Shopping-Tour

Alte Kleidung durch neue ersetzten zu müssen, war/ist eine Qual für mich. Ich habe es noch nie genießen können, wenn eine Einkaufstour anstand.

Zumal ein solches Vorhaben, in den Größen 62/64, eh auf wenige Internetshops und noch weniger Läden beschränkt – und letzte dann sowie nie, die wirklich großen Größen auch tatsächlich vorrätig haben – fand (Online-, oder früher Katalog-)Shoppen für mich eigentlich immer nur in sehr privatem Rahmen und in der Regel in eigener Gesellschaft statt.

Kein Außenstehender, der gnadenlos und oft zu recht seine Meinung zu dem oder jenen Kleidungsstück verkündete, Beifall spendet, Vorschläge macht, Begeisterung zeigt oder einem zu einem Teil überredet, was man selber wohl nie gekauft hätte und vor allem keine oft so befriedigende Schnäppchenjagd und ein sehr geringer Spaßfaktor.
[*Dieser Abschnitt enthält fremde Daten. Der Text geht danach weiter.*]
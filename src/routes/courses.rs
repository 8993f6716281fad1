use actix_web::{HttpRequest, HttpResponse, Result as ActixResult, web};
use once_cell::sync::Lazy;

use crate::middlewares;
use crate::models::courses::requests::{
    AssignLecturerRequest, CourseListParams, CreateCourseRequest, UpdateCourseRequest,
};
use crate::models::users::entities::UserRole;
use crate::services::CourseService;
use crate::utils::SafeIDI64;

// 懒加载的全局 CourseService 实例
static COURSE_SERVICE: Lazy<CourseService> = Lazy::new(CourseService::new_lazy);

pub async fn list_courses(
    req: HttpRequest,
    query: web::Query<CourseListParams>,
) -> ActixResult<HttpResponse> {
    COURSE_SERVICE.list_courses(query.into_inner(), &req).await
}

pub async fn create_course(
    req: HttpRequest,
    course_data: web::Json<CreateCourseRequest>,
) -> ActixResult<HttpResponse> {
    COURSE_SERVICE
        .create_course(course_data.into_inner(), &req)
        .await
}

pub async fn update_course(
    req: HttpRequest,
    course_id: SafeIDI64,
    update_data: web::Json<UpdateCourseRequest>,
) -> ActixResult<HttpResponse> {
    COURSE_SERVICE
        .update_course(course_id.0, update_data.into_inner(), &req)
        .await
}

pub async fn delete_course(req: HttpRequest, course_id: SafeIDI64) -> ActixResult<HttpResponse> {
    COURSE_SERVICE.delete_course(course_id.0, &req).await
}

pub async fn assign_lecturer(
    req: HttpRequest,
    course_id: SafeIDI64,
    assign_data: web::Json<AssignLecturerRequest>,
) -> ActixResult<HttpResponse> {
    COURSE_SERVICE
        .assign_lecturer(course_id.0, assign_data.into_inner(), &req)
        .await
}

// 配置路由
pub fn configure_course_routes(cfg: &mut web::ServiceConfig) {
    cfg.service(
        web::scope("/api/v1/courses")
            .wrap(middlewares::RequireJWT)
            .route("", web::get().to(list_courses))
            .service(
                web::scope("")
                    .wrap(middlewares::RequireRole::new_any(UserRole::admin_roles()))
                    .route("", web::post().to(create_course))
                    .route("/{id}", web::put().to(update_course))
                    .route("/{id}", web::delete().to(delete_course))
                    .route("/{id}/lecturers", web::post().to(assign_lecturer)),
            ),
    );
}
So kam es, dass ich entweder gleich bei den Basics (T-Shirts, Shirts und Schlupf, Trainingshosen) in den angebotenen Farben blieb oder aber so manche Kaufsünde als ungetragene Modeleiche im Schrank liegen hatte.

Gestern war ich zum ersten Mal, seit ich zurückdenken kann, mit Mädels, in diesem Fall aus meiner Adipositas Selbsthilfegruppe, zum Shoppen unterwegs – und hatte nicht nur eine Menge Spaß sondern konnte auch ein paar echte Schnäppchen ergattern.

In erster Linie war natürlich die Gesellschaft an sich ausschlaggebend. Eine abenteuerliche Gruppe, die stark, laut und lustig auftritt, schafft eine Wohlfühlatmosphäre, die man einfach mit nichts aufwiegen kann. Mittendrin fühlt man sich sicher, geborgen und es fällt einem leicht auch einmal aus sich rauszugehen.

Und dann war da natürlich auch jemand, der mir gnadenlos auf die Finger, bzw. auf die Figur, gesehen hat. Und denen ich es auch zu verdanken habe, dass ich heute hier nicht mit einem Haufen neuer Kleidung in viel zu großen Größen herumsitze.

Denn es war schon etwas surreal, wie ich nach und nach Kleidergröße um Kleidergröße runter gehen musste, bis ich endlich etwa anhatte, was – nach der Meinung der Truppe (und ehrlicherweise auch meiner) – nicht aussah, als hätte ich mir einen Sack übergestülpt.

Dass hat mir sehr zu denken gegeben und mir erneut sehr bewusst vor Augen geführt, dass ich echte Probleme damit habe, den schnellen Gewichtsverlust, von bisher 40 kg, zu verdauen. Automatisch und ausschließlich habe ich nach viel zu großen, überall verhüllenden Kleidungstücken gegriffen und dabei überhaupt nicht in Frage gestellt, wie ich mich darin fühle.

Hier mal ein Bild von meinem neuen Lieblingsteil:

Shopping Sep 2014 Anke

Das ist mir erst Stunden später aufgefallen, als ich bereits wieder meine eigenen (alten) Klamotten anhatte und ich mir mit einem Mal vorkam als trüge ich ein unförmiges Zelt, anstelle eines T-Shirts und einer Schlupfhose.

Bis zu dem Moment als ich meine richtige neue Größe anhatte, war mir das überhaupt nicht bewusst. Zwar fand ich meine (alte) Kleidung nun als sehr bequem, weil eben recht weit, aber dennoch durchaus als brauchbar.

Nach der Modenschau und der Shoppingtour jedoch, fand ich meine (alten) Sachen einfach nur noch furchtbar und ich habe mich ganz schrecklich darin gefühlt. Und ja, ich habe erneut einen Altkleidersack gepackt, auch wenn ich zugegebenermaßen erst einmal darüber schlafen musste, bevor ich mich dazu entschlossen habe.

Im besten Falle werde ich wohl nicht allzu lange an meinen neuen Stücken Freude haben; meine neue Lederjacke habe ich jedoch, für den Fall, extra eine Nummer kleiner gekauft (ebenfalls auf ausdrücklichen Rat meiner Begleiter). Aber sei es drum, es war in vielerlei Hinsicht eine sehr spannende und erhellende Erfahrung und natürlich freue ich mich nun auch schon auf die nächste Shopping-Tour mit meinen Mädels!